Il faut donc s’occuper de ces besoins matériels, non par rapport à eux-mêmes, mais dans l’intérêt du corps. Et si l’on prend soin du corps, c’est à cause de l’âme, pour laquelle tout s’exécute. Tel est le motif qui oblige le zélateur de la vie gnostique à s’instruire de ce qui convient. Car, de ce qu’il existe des plaisirs illicites, la conclusion naturelle est que le plaisir n’est pas un bien ; sans quoi le bien pourrait paraître un mal, et le mal un bien. De plus, s’il est des plaisirs que nous recherchons et des plaisirs que nous évitons, toute sorte de plaisir n’est donc pas un bien. Ce que je dis des plaisirs, je le dirai des douleurs ; nous supportons les unes, nous fuyons les autres. Qui nous éclaire dans le discernement et le choix ? La science. Par conséquent, le bien véritable ne sera pas le plaisir, mais la science, dans l’intérêt de laquelle nous choisissons certains plaisirs. C’est ainsi que le martyre court, par la douleur présente, à une sainte volupté qu’embrasse son espérance. S’il y a douleur dans la soif ; s’il y a plaisir à étancher sa soif, la souffrance antérieure est la cause de cette jouissance ; mais le mal ne peut jamais être la cause d’un bien ; donc, ni cette douleur, ni cette volupté ne sont un mal.
Ainsi pensaient Simonide et Aristote. Ils ont écrit l’un et l’autre que le premier bien de l’homme est la santé ; le second, la symétrie et la beauté du corps ; le troisième, une fortune acquise par des voies légitimes.
Et Théognis de Mégare :
« Pour échapper à la pauvreté, Cyrnus, précipite-toi dans la mer riche en poissons : précipite-toi du haut des roches aériennes. »
Au contraire, d’après Antiphane le comique.
« Plutus frappe de cécité ceux qui lui arrivent plus clairvoyants que les autres. »
Les poètes s’accordent à reconnaître que ce Dieu est aveugle de naissance.
« Et elle lui donna un fils qui n’a jamais vu la lumière du soleil, »
dit Euphorion de Chalcis.
« La richesse et la vie sensuelle qui l’accompagne sont une mauvaise école pour former les hommes à la vigueur de l’âme, »

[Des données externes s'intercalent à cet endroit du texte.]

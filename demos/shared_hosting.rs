//! Deploy a Rails application to an Uberspace-style shared host.
//!
//! Settings can also come from a YAML file passed with `--config`,
//! and any of them can be overridden with `--set key=value`.
//!
//! ```sh
//! # Install RVM and Ruby, write the run scripts and proxy rules
//! cargo xtask setup alice.example-host.net
//!
//! # Roll out a release from the `main` branch
//! cargo xtask deploy alice.example-host.net --set branch=main
//!
//! # Inspect without connecting
//! cargo xtask plan deploy
//! cargo xtask config --json
//! ```

use hookdeploy::{ConfigStore, Pipeline};

fn main() -> anyhow::Result<()> {
    let mut config = ConfigStore::new();
    config
        .set("application", "blog")
        .set("user", "alice")
        .set("repository", "git@github.com:alice/blog.git")
        .set("domain", "blog.example.com")
        .set("branch", "main")
        .set("keep_releases", 5)
        .set(
            "linked_files",
            vec!["config/database.yml", "config/master.key"],
        )
        .set("ssh_key", "~/.ssh/id_uberspace");

    Pipeline::new(config).run()?;
    Ok(())
}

dit Euripide, dans Alexandre.
On connaît cet adage :
« La pauvreté a hérité de la sagesse par droit de parenté. »
Mais l’amour des richesses ne subjuguera pas seulement la rigide Lacédémone, il asservira toute autre cité.
C’est que la véritable monnaie des mortels n’est pas l’or ou l’argent ; au-dessus d’eux, il y a la vertu, dit Sophocle.